Just a couple hours after the Financial Times reported that Apple was in talks to acquire Beats Electronics, the New York Post is reporting that Beats CEO Jimmy Iovine is in talks to join Apple as a “special adviser” to Tim Cook on creative matters.
”Apple will acquire Beats’ streaming music service, which launched this year, and its audio equipment business, which includes its brand of headphones and audio equipment. The Beats management team will report to Mr Cook, said people familiar with the deal. Apple and Beats declined to comment.”
Apple is said to be paying $3.2 billion dollars for the company, a sum that dwarfs the $404 million Apple spent to acquire NeXT in 1996, its largest purchase to date. As of its last earnings call, Apple had some $150 billion in cash on hand, plenty to cover the large acquisition.
Tim Cook said earlier this year that the company was open to making large acquisitions if the purchases made sense. “We have no problem spending 10 figures for the right company, for the right fit that’s in the best interest of Apple in the long-term. None. Zero.”
In addition to producing a range of popular premium headphones and speakers that Apple currently sells in its stores, Beats also recently launched its Beats Music service, a direct competitor to Spotify, Pandora, and Apple’s own iTunes Radio service. Beats Music is, however, a subscription-based on-demand service, which could bolster Apple’s free station-based iTunes Radio service.

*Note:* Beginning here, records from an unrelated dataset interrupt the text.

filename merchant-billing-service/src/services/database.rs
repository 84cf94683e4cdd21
//! Database service for merchant-billing-service.
//!
//! Pool-level reads and best-effort writes are methods on [`Database`]. Steps that
//! must run inside a caller-owned transaction are associated functions taking a
//! `&mut PgConnection` (pass `&mut *tx`).

use crate::models::{
    BalanceTransaction, BalanceTransactionType, MerchantAccount, MerchantBalance,
    MerchantSubscription, NewHistoryEntry, NewRedemption, PlanTerms, SubscriptionHistory,
    SubscriptionType, Voucher, VoucherRedemption,
};
use crate::services::metrics::DB_QUERY_DURATION;
use chrono::{DateTime, Utc};
use rust_decimal::Decimal;
use service_core::error::AppError;
use sqlx::postgres::{PgConnection, PgPool, PgPoolOptions};
use sqlx::{Postgres, Transaction};
use std::time::Duration;
use tracing::{info, instrument};
use uuid::Uuid;

/// Database connection pool wrapper.
#[derive(Clone)]
pub struct Database {
    pool: PgPool,
}
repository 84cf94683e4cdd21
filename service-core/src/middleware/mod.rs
pub mod request_id;
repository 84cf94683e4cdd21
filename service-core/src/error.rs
use axum::{
    http::StatusCode,
    response::{IntoResponse, Response},
};
use thiserror::Error;

use crate::response::error_response;

#[derive(Debug, Error)]
pub enum AppError {
    #[error("Validation error: {0}")]
    ValidationError(#[from] validator::ValidationErrors),

    #[error("Bad request: {0}")]
    BadRequest(anyhow::Error),

    #[error("Not found: {0}")]
    NotFound(anyhow::Error),

    #[error("Unauthorized: {0}")]
    Unauthorized(anyhow::Error),

    #[error("Forbidden: {0}")]
    Forbidden(anyhow::Error),

    #[error("Conflict: {0}")]
    Conflict(anyhow::Error),

    #[error("Internal server error: {0}")]
    InternalError(#[from] anyhow::Error),

    #[error("Bad Gateway: {0}")]
    BadGateway(String),

    #[error("Service Unavailable")]
    ServiceUnavailable,

    #[error("Database error: {0}")]
    DatabaseError(anyhow::Error),

    #[error("Configuration error: {0}")]
    ConfigError(anyhow::Error),
}

impl AppError {
    /// HTTP status for this error.
    pub fn status_code(&self) -> StatusCode {
        match self {
            AppError::ValidationError(_) | AppError::BadRequest(_) => StatusCode::BAD_REQUEST,
            AppError::NotFound(_) => StatusCode::NOT_FOUND,
            AppError::Unauthorized(_) => StatusCode::UNAUTHORIZED,
            AppError::Forbidden(_) => StatusCode::FORBIDDEN,
            AppError::Conflict(_) => StatusCode::CONFLICT,
            AppError::BadGateway(_) => StatusCode::BAD_GATEWAY,
            AppError::ServiceUnavailable => StatusCode::SERVICE_UNAVAILABLE,
            AppError::InternalError(_) | AppError::DatabaseError(_) | AppError::ConfigError(_) => {
                StatusCode::INTERNAL_SERVER_ERROR
            }
        }
    }

    /// Machine-readable code carried in the error envelope.
    pub fn error_code(&self) -> &'static str {
        match self {
            AppError::ValidationError(_) | AppError::BadRequest(_) => "VALIDATION_ERROR",
            AppError::NotFound(_) => "NOT_FOUND",
            AppError::Unauthorized(_) => "UNAUTHORIZED",
            AppError::Forbidden(_) => "FORBIDDEN",
            AppError::Conflict(_) => "CONFLICT",
            AppError::BadGateway(_) => "BAD_GATEWAY",
            AppError::ServiceUnavailable => "SERVICE_UNAVAILABLE",
            AppError::InternalError(_) | AppError::DatabaseError(_) | AppError::ConfigError(_) => {
                "INTERNAL_ERROR"
            }
        }
    }

    /// Message safe to return to a client. Server-side causes stay in the logs.
    pub fn public_message(&self) -> String {
        match self {
            AppError::ValidationError(err) => format!("Validation error: {}", err),
            AppError::BadRequest(err)
            | AppError::NotFound(err)
            | AppError::Unauthorized(err)
            | AppError::Forbidden(err)
            | AppError::Conflict(err) => err.to_string(),
            AppError::BadGateway(msg) => format!("Bad Gateway: {}", msg),
            AppError::ServiceUnavailable => "Service unavailable".to_string(),
            AppError::InternalError(_) | AppError::DatabaseError(_) | AppError::ConfigError(_) => {
                "Internal server error".to_string()
            }
        }
    }
}

impl From<config::ConfigError> for AppError {
    fn from(err: config::ConfigError) -> Self {
        AppError::ConfigError(anyhow::Error::new(err))
    }
}

impl From<std::io::Error> for AppError {
    fn from(err: std::io::Error) -> Self {
        AppError::InternalError(anyhow::Error::new(err))
    }
}

impl IntoResponse for AppError {
    fn into_response(self) -> Response {
        let status = self.status_code();
        if status.is_server_error() {
            tracing::error!(error = %self, code = self.error_code(), "Request failed");
        }
        error_response(status, self.error_code(), self.public_message())
    }
}

#[cfg(test)]
mod tests {
    use super::*;

    #[test]
    fn database_errors_hide_their_cause() {
        let err = AppError::DatabaseError(anyhow::anyhow!("relation \"vouchers\" does not exist"));
        assert_eq!(err.status_code(), StatusCode::INTERNAL_SERVER_ERROR);
        assert_eq!(err.error_code(), "INTERNAL_ERROR");
        assert_eq!(err.public_message(), "Internal server error");
    }

    #[test]
    fn client_errors_keep_their_message() {
        let err = AppError::NotFound(anyhow::anyhow!("Merchant not found"));
        assert_eq!(err.status_code(), StatusCode::NOT_FOUND);
        assert_eq!(err.public_message(), "Merchant not found");

        let err = AppError::BadRequest(anyhow::anyhow!("code is required"));
        assert_eq!(err.error_code(), "VALIDATION_ERROR");
    }

    #[test]
    fn into_response_uses_status() {
        let response = AppError::Forbidden(anyhow::anyhow!("owners only")).into_response();
        assert_eq!(response.status(), StatusCode::FORBIDDEN);
    }
}
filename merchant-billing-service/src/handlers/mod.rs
//! HTTP handlers for merchant-billing-service.

pub mod balance;
pub mod subscription;
pub mod vouchers;
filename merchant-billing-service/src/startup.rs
//! Application startup and lifecycle management.

use crate::config::BillingConfig;
use crate::handlers::{balance, subscription, vouchers};
use crate::middleware::http_metrics_middleware;
use crate::services::{
    get_metrics, init_metrics, AutoSwitchEngine, Database, DiscountCalculator,
    HttpDiscountClient, VoucherRedemptionService,
};
use axum::{
    extract::{Request, State},
    http::StatusCode,
    middleware,
    response::IntoResponse,
    routing::{get, post},
    Json, Router,
};
use serde_json::json;
use service_core::error::AppError;
use service_core::middleware::request_id::{request_id_middleware, REQUEST_ID_HEADER};
use std::net::SocketAddr;
use std::sync::Arc;
use tokio::net::TcpListener;
use tower::ServiceBuilder;
use tower_http::trace::{DefaultOnResponse, TraceLayer};
use tracing::Level;

/// Shared application state.
#[derive(Clone)]
pub struct AppState {
    pub config: BillingConfig,
    pub db: Arc<Database>,
    pub redemption: VoucherRedemptionService,
    pub engine: AutoSwitchEngine,
    pub discounts: Arc<dyn DiscountCalculator>,
}

impl AppState {
    /// Wire the services over an established pool.
    pub fn new(
        config: BillingConfig,
        db: Arc<Database>,
        discounts: Arc<dyn DiscountCalculator>,
    ) -> Self {
        let engine = AutoSwitchEngine::new(db.clone(), config.plan_defaults.terms());
        let redemption = VoucherRedemptionService::new(db.clone(), engine.clone());
        Self {
            config,
            db,
            redemption,
            engine,
            discounts,
        }
    }
}

/// Health check endpoint for Docker/K8s liveness probes.
async fn health_check(State(state): State<AppState>) -> impl IntoResponse {
    match state.db.health_check().await {
        Ok(_) => {
            tracing::debug!("Health check passed");
            (
                StatusCode::OK,
                Json(json!({
                    "status": "ok",
                    "service": state.config.service_name,
                    "version": state.config.service_version
                })),
            )
        }
        Err(e) => {
            tracing::warn!(error = %e, "Health check failed - database unavailable");
            (
                StatusCode::SERVICE_UNAVAILABLE,
                Json(json!({
                    "status": "unhealthy",
                    "service": state.config.service_name,
                    "error": "database unavailable"
                })),
            )
        }
    }
}

/// Readiness check endpoint for K8s readiness probes.
async fn readiness_check(State(state): State<AppState>) -> impl IntoResponse {
    match state.db.health_check().await {
        Ok(_) => StatusCode::OK,
        Err(e) => {
            tracing::warn!(error = %e, "Readiness check failed");
            StatusCode::SERVICE_UNAVAILABLE
        }
    }
}

/// Metrics endpoint for Prometheus scraping.
async fn metrics_handler() -> impl IntoResponse {
    (
        StatusCode::OK,
        [("content-type", "text/plain; charset=utf-8")],
        get_metrics(),
    )
}

/// Build the HTTP router over the given state.
pub fn router(state: AppState) -> Router {
    let trace_layer = TraceLayer::new_for_http()
        .make_span_with(|request: &Request| {
            let request_id = request
                .headers()
                .get(REQUEST_ID_HEADER)
                .and_then(|v| v.to_str().ok())
                .unwrap_or("-");
            tracing::info_span!(
                "http_request",
                method = %request.method(),
                uri = %request.uri(),
                request_id = %request_id,
                merchant_id = tracing::field::Empty,
            )
        })
        .on_response(DefaultOnResponse::new().level(Level::INFO));

    let merchant_routes = Router::new()
        .route("/subscription", get(subscription::get_subscription))
        .route("/subscription/history", get(subscription::list_history))
        .route(
            "/subscription/evaluate",
            post(subscription::evaluate_subscription),
        )
        .route("/balance", get(balance::get_balance))
        .route("/balance/transactions", get(balance::list_transactions))
        .route("/vouchers/redeem", post(vouchers::redeem_voucher))
        .route("/vouchers/redemptions", get(vouchers::list_redemptions));

    Router::new()
        .route("/health", get(health_check))
        .route("/ready", get(readiness_check))
        .route("/metrics", get(metrics_handler))
        .nest("/merchant", merchant_routes)
        .route("/public/vouchers/validate", post(vouchers::validate_voucher))
        .layer(
            ServiceBuilder::new()
                .layer(middleware::from_fn(request_id_middleware))
                .layer(middleware::from_fn(http_metrics_middleware))
                .layer(trace_layer),
        )
        .with_state(state)
}

/// Application container for managing server lifecycle.
pub struct Application {
    http_port: u16,
    http_listener: TcpListener,
    state: AppState,
}

impl Application {
    /// Build the application with the given configuration.
    pub async fn build(config: BillingConfig) -> Result<Self, AppError> {
        Self::build_internal(config, true).await
    }

    /// Build the application without running migrations.
    /// Use this in tests when migrations are already applied by the test harness.
    pub async fn build_without_migrations(config: BillingConfig) -> Result<Self, AppError> {
        Self::build_internal(config, false).await
    }

    async fn build_internal(config: BillingConfig, run_migrations: bool) -> Result<Self, AppError> {
        init_metrics();

        let db = Database::new(
            &config.database.url,
            config.database.max_connections,
            config.database.min_connections,
        )
        .await
        .map_err(|e| {
            tracing::error!(error = %e, "Failed to connect to PostgreSQL");
            e
        })?;

        if run_migrations {
            db.run_migrations().await.map_err(|e| {
                tracing::error!(error = %e, "Failed to run migrations");
                e
            })?;
        }

        let discounts: Arc<dyn DiscountCalculator> =
            Arc::new(HttpDiscountClient::new(&config.discount_service));
        let state = AppState::new(config.clone(), Arc::new(db), discounts);

        let http_addr = SocketAddr::from(([0, 0, 0, 0], config.common.port));
        let http_listener = TcpListener::bind(http_addr).await.map_err(|e| {
            tracing::error!(error = %e, addr = %http_addr, "Failed to bind HTTP listener");
            AppError::from(e)
        })?;
        let http_port = http_listener.local_addr()?.port();

        tracing::info!(http_port = http_port, "Merchant billing listener bound");

        Ok(Self {
            http_port,
            http_listener,
            state,
        })
    }

    /// Get the HTTP port the server is listening on.
    pub fn http_port(&self) -> u16 {
        self.http_port
    }

    /// Get a reference to the database.
    pub fn db(&self) -> &Database {
        &self.state.db
    }

    /// Run the application until stopped.
    pub async fn run_until_stopped(self) -> std::io::Result<()> {
        let app = router(self.state);

        tracing::info!(
            service = "merchant-billing-service",
            version = env!("CARGO_PKG_VERSION"),
            http_port = self.http_port,
            "Service ready to accept connections"
        );

        axum::serve(self.http_listener, app).await.map_err(|e| {
            tracing::error!(error = %e, "HTTP server error");
            std::io::Error::other(format!("HTTP server error: {}", e))
        })
    }
}
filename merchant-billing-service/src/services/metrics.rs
//! Metrics module for merchant-billing-service.
//! Provides Prometheus metrics for redemptions, subscription transitions and store visibility.

use once_cell::sync::Lazy;
use prometheus::{
    histogram_opts, opts, register_histogram_vec, register_int_counter_vec, Encoder, HistogramVec,
    IntCounterVec, TextEncoder,
};
use std::sync::OnceLock;

/// Database query duration histogram
pub static DB_QUERY_DURATION: Lazy<HistogramVec> = Lazy::new(|| {
    register_histogram_vec!(
        histogram_opts!(
            "merchant_billing_db_query_duration_seconds",
            "Database query duration"
        ),
        &["operation"]
    )
    .expect("Failed to register DB_QUERY_DURATION")
});

/// HTTP request counter
pub static HTTP_REQUESTS_TOTAL: OnceLock<IntCounterVec> = OnceLock::new();

/// Redemption attempts by voucher type and outcome code
pub static REDEMPTIONS_TOTAL: OnceLock<IntCounterVec> = OnceLock::new();

/// Auto-switch evaluations by resulting action
pub static AUTO_SWITCH_TOTAL: OnceLock<IntCounterVec> = OnceLock::new();

/// Store open/close toggles actually applied
pub static STORE_VISIBILITY_TOTAL: OnceLock<IntCounterVec> = OnceLock::new();

/// Error counter for alerting
pub static ERRORS_TOTAL: OnceLock<IntCounterVec> = OnceLock::new();

/// Initialize all metrics. Call once at startup.
pub fn init_metrics() {
    HTTP_REQUESTS_TOTAL.get_or_init(|| {
        register_int_counter_vec!(
            opts!("merchant_billing_http_requests_total", "Total HTTP requests"),
            &["method", "status"]
        )
        .expect("Failed to register HTTP_REQUESTS_TOTAL")
    });

    REDEMPTIONS_TOTAL.get_or_init(|| {
        register_int_counter_vec!(
            opts!(
                "merchant_billing_redemptions_total",
                "Voucher redemption attempts by type and outcome"
            ),
            &["voucher_type", "outcome"]
        )
        .expect("Failed to register REDEMPTIONS_TOTAL")
    });

    AUTO_SWITCH_TOTAL.get_or_init(|| {
        register_int_counter_vec!(
            opts!(
                "merchant_billing_auto_switch_total",
                "Subscription auto-switch evaluations by action"
            ),
            &["action"]
        )
        .expect("Failed to register AUTO_SWITCH_TOTAL")
    });

    STORE_VISIBILITY_TOTAL.get_or_init(|| {
        register_int_counter_vec!(
            opts!(
                "merchant_billing_store_visibility_total",
                "Store visibility changes applied by billing transitions"
            ),
            &["change"]
        )
        .expect("Failed to register STORE_VISIBILITY_TOTAL")
    });

    ERRORS_TOTAL.get_or_init(|| {
        register_int_counter_vec!(
            opts!(
                "merchant_billing_errors_total",
                "Total errors by type for alerting"
            ),
            &["error_type", "operation"]
        )
        .expect("Failed to register ERRORS_TOTAL")
    });

    // Force initialization of lazy statics
    let _ = &*DB_QUERY_DURATION;
}

/// Get metrics in Prometheus text format.
pub fn get_metrics() -> String {
    let encoder = TextEncoder::new();
    let metric_families = prometheus::gather();
    let mut buffer = Vec::new();
    if let Err(e) = encoder.encode(&metric_families, &mut buffer) {
        tracing::error!(error = %e, "Failed to encode metrics");
        return String::new();
    }
    String::from_utf8(buffer).unwrap_or_default()
}

/// Record an HTTP request.
pub fn record_http_request(method: &str, status: &str) {
    if let Some(counter) = HTTP_REQUESTS_TOTAL.get() {
        counter.with_label_values(&[method, status]).inc();
    }
}

/// Record a redemption attempt. `outcome` is `SUCCESS` or the rejection code.
pub fn record_redemption(voucher_type: &str, outcome: &str) {
    if let Some(counter) = REDEMPTIONS_TOTAL.get() {
        counter.with_label_values(&[voucher_type, outcome]).inc();
    }
}

/// Record an auto-switch evaluation.
pub fn record_auto_switch(action: &str) {
    if let Some(counter) = AUTO_SWITCH_TOTAL.get() {
        counter.with_label_values(&[action]).inc();
    }
}

/// Record a store visibility change (`opened` or `closed`).
pub fn record_store_visibility(change: &str) {
    if let Some(counter) = STORE_VISIBILITY_TOTAL.get() {
        counter.with_label_values(&[change]).inc();
    }
}

/// Record an error for alerting.
pub fn record_error(error_type: &str, operation: &str) {
    if let Some(counter) = ERRORS_TOTAL.get() {
        counter.with_label_values(&[error_type, operation]).inc();
    }
}
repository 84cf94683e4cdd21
use opentelemetry::KeyValue;
use opentelemetry_otlp::WithExportConfig;
use opentelemetry_sdk::{Resource, runtime, trace as sdktrace};
use tracing_subscriber::{EnvFilter, layer::SubscriberExt, util::SubscriberInitExt};

/// Install the global subscriber: env filter, JSON logs, and OTLP export when
/// an endpoint is configured.
///
/// Calling this twice is harmless; the second install is ignored.
pub fn init_tracing(service_name: &str, log_level: &str, otlp_endpoint: Option<&str>) {
    let env_filter = EnvFilter::try_from_default_env().unwrap_or_else(|_| EnvFilter::new(log_level));

    let json_layer = tracing_subscriber::fmt::layer()
        .with_file(true)
        .with_line_number(true)
        .json()
        .flatten_event(true);

    let telemetry = otlp_endpoint.and_then(|endpoint| {
        let exporter = opentelemetry_otlp::new_exporter()
            .tonic()
            .with_endpoint(endpoint);

        match opentelemetry_otlp::new_pipeline()
            .tracing()
            .with_exporter(exporter)
            .with_trace_config(sdktrace::config().with_resource(Resource::new(vec![
                KeyValue::new("service.name", service_name.to_string()),
            ])))
            .install_batch(runtime::Tokio)
        {
            Ok(tracer) => Some(tracing_opentelemetry::layer().with_tracer(tracer)),
            Err(e) => {
                eprintln!(
                    "OTLP export disabled for '{}' (endpoint '{}'): {}",
                    service_name, endpoint, e
                );
                None
            }
        }
    });

    let _ = tracing_subscriber::registry()
        .with(env_filter)
        .with(telemetry)
        .with(json_layer)
        .try_init();
}
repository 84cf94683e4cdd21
//! Merchant subscription and subscription history models.

use chrono::{DateTime, Duration, Utc};
use rust_decimal::Decimal;
use serde::{Deserialize, Serialize};
use sqlx::FromRow;
use uuid::Uuid;

/// Billing type of a merchant.
#[derive(Debug, Clone, Copy, PartialEq, Eq, Serialize, Deserialize)]
#[serde(rename_all = "SCREAMING_SNAKE_CASE")]
pub enum SubscriptionType {
    Trial,
    Deposit,
    Monthly,
}

impl SubscriptionType {
    pub fn as_str(&self) -> &'static str {
        match self {
            SubscriptionType::Trial => "TRIAL",
            SubscriptionType::Deposit => "DEPOSIT",
            SubscriptionType::Monthly => "MONTHLY",
        }
    }

    pub fn from_string(s: &str) -> Option<Self> {
        match s {
            "TRIAL" => Some(SubscriptionType::Trial),
            "DEPOSIT" => Some(SubscriptionType::Deposit),
            "MONTHLY" => Some(SubscriptionType::Monthly),
            _ => None,
        }
    }
}

impl std::fmt::Display for SubscriptionType {
    fn fmt(&self, f: &mut std::fmt::Formatter<'_>) -> std::fmt::Result {
        write!(f, "{}", self.as_str())
    }
}

/// Subscription status.
#[derive(Debug, Clone, Copy, PartialEq, Eq, Serialize, Deserialize)]
#[serde(rename_all = "SCREAMING_SNAKE_CASE")]
pub enum SubscriptionStatus {
    Active,
    Suspended,
}

impl SubscriptionStatus {
    pub fn as_str(&self) -> &'static str {
        match self {
            SubscriptionStatus::Active => "ACTIVE",
            SubscriptionStatus::Suspended => "SUSPENDED",
        }
    }

    pub fn from_string(s: &str) -> Option<Self> {
        match s {
            "ACTIVE" => Some(SubscriptionStatus::Active),
            "SUSPENDED" => Some(SubscriptionStatus::Suspended),
            _ => None,
        }
    }
}

impl std::fmt::Display for SubscriptionStatus {
    fn fmt(&self, f: &mut std::fmt::Formatter<'_>) -> std::fmt::Result {
        write!(f, "{}", self.as_str())
    }
}

/// Current billing state of a merchant. Exactly one row per merchant once
/// provisioned.
#[derive(Debug, Clone, Serialize, Deserialize, FromRow)]
#[serde(rename_all = "camelCase")]
pub struct MerchantSubscription {
    pub id: Uuid,
    pub merchant_id: Uuid,
    #[serde(rename = "type")]
    pub subscription_type: String,
    pub status: String,
    pub trial_started_at: Option<DateTime<Utc>>,
    pub trial_ends_at: Option<DateTime<Utc>>,
    pub current_period_start: Option<DateTime<Utc>>,
    pub current_period_end: Option<DateTime<Utc>>,
    pub suspended_at: Option<DateTime<Utc>>,
    pub suspend_reason: Option<String>,
    pub created_at: DateTime<Utc>,
    pub updated_at: DateTime<Utc>,
}

impl MerchantSubscription {
    /// Parsed type. Rows with an unrecognised type are treated as trials,
    /// the most restrictive state.
    pub fn parsed_type(&self) -> SubscriptionType {
        SubscriptionType::from_string(&self.subscription_type).unwrap_or(SubscriptionType::Trial)
    }

    /// Parsed status. Unrecognised values read as active.
    pub fn parsed_status(&self) -> SubscriptionStatus {
        SubscriptionStatus::from_string(&self.status).unwrap_or(SubscriptionStatus::Active)
    }

    pub fn is_suspended(&self) -> bool {
        self.parsed_status() == SubscriptionStatus::Suspended
    }

    /// Whether a paid period is still running at `now`.
    pub fn has_active_period(&self, now: DateTime<Utc>) -> bool {
        self.current_period_end.is_some_and(|end| end > now)
    }

    /// Whole days left in the relevant window (trial or paid period), if any.
    pub fn days_remaining(&self, now: DateTime<Utc>) -> Option<i64> {
        let end = match self.parsed_type() {
            SubscriptionType::Trial => self.trial_ends_at,
            SubscriptionType::Monthly | SubscriptionType::Deposit => self.current_period_end,
        }?;
        Some((end - now).num_days().max(0))
    }
}

/// `at` moved forward by `days`, or `None` when the result is out of range.
pub fn add_days(at: DateTime<Utc>, days: i64) -> Option<DateTime<Utc>> {
    Duration::try_days(days).and_then(|delta| at.checked_add_signed(delta))
}

/// Kind of transition recorded in the history.
#[derive(Debug, Clone, Copy, PartialEq, Eq, Serialize, Deserialize)]
#[serde(rename_all = "SCREAMING_SNAKE_CASE")]
pub enum HistoryEventType {
    AutoSwitched,
    Suspended,
    Reactivated,
}

impl HistoryEventType {
    pub fn as_str(&self) -> &'static str {
        match self {
            HistoryEventType::AutoSwitched => "AUTO_SWITCHED",
            HistoryEventType::Suspended => "SUSPENDED",
            HistoryEventType::Reactivated => "REACTIVATED",
        }
    }
}

/// Append-only audit row for one transition.
#[derive(Debug, Clone, Serialize, Deserialize, FromRow)]
#[serde(rename_all = "camelCase")]
pub struct SubscriptionHistory {
    pub id: Uuid,
    pub merchant_id: Uuid,
    pub event_type: String,
    pub previous_type: Option<String>,
    pub new_type: Option<String>,
    pub previous_status: Option<String>,
    pub new_status: Option<String>,
    pub previous_balance: Option<Decimal>,
    pub new_balance: Option<Decimal>,
    pub previous_period_end: Option<DateTime<Utc>>,
    pub new_period_end: Option<DateTime<Utc>>,
    pub reason: Option<String>,
    pub metadata: Option<serde_json::Value>,
    pub triggered_by: Option<String>,
    pub created_at: DateTime<Utc>,
}

/// Input for recording a history row.
#[derive(Debug, Clone)]
pub struct NewHistoryEntry {
    pub merchant_id: Uuid,
    pub event_type: HistoryEventType,
    pub previous_type: Option<SubscriptionType>,
    pub new_type: Option<SubscriptionType>,
    pub previous_status: Option<SubscriptionStatus>,
    pub new_status: Option<SubscriptionStatus>,
    pub previous_balance: Option<Decimal>,
    pub new_balance: Option<Decimal>,
    pub previous_period_end: Option<DateTime<Utc>>,
    pub new_period_end: Option<DateTime<Utc>>,
    pub reason: String,
    pub metadata: Option<serde_json::Value>,
    pub triggered_by: String,
}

The purchase of Beats Electronics comes as Apple has been rumored to be working on a complete overhaul of iTunes in order to address declining music sales. Part of Apple’s revamp was said to include an on-demand streaming music service similar to Spotify, but the company may have elected to purchase Beats rather than designing its own service from the ground up.
Beats Music, which is available to subscribers for $9.99 per month, focuses heavily on curation. The company has hired music experts from popular radio stations around the country to create stations and playlists from the service’s 20 million song catalog. It is unclear if Apple will keep the Beats Music format intact if it does indeed acquire the company, but the curation will fit well with the iTunes Music Store, which also offers music choices picked by Apple editors.
Apple and Beats Electronics have had an ongoing relationship, with Beats CEO Jimmy Iovine meeting with Tim Cook and other Apple executives about a possible partnership back in January of 2013. Iovine also reportedly pitched Steve Jobs on a streaming music service a decade ago, but Jobs passed on the opportunity.
According to the Financial Times, the deal is still in the works with some details yet to be ironed out, suggesting “talks could still fall apart.”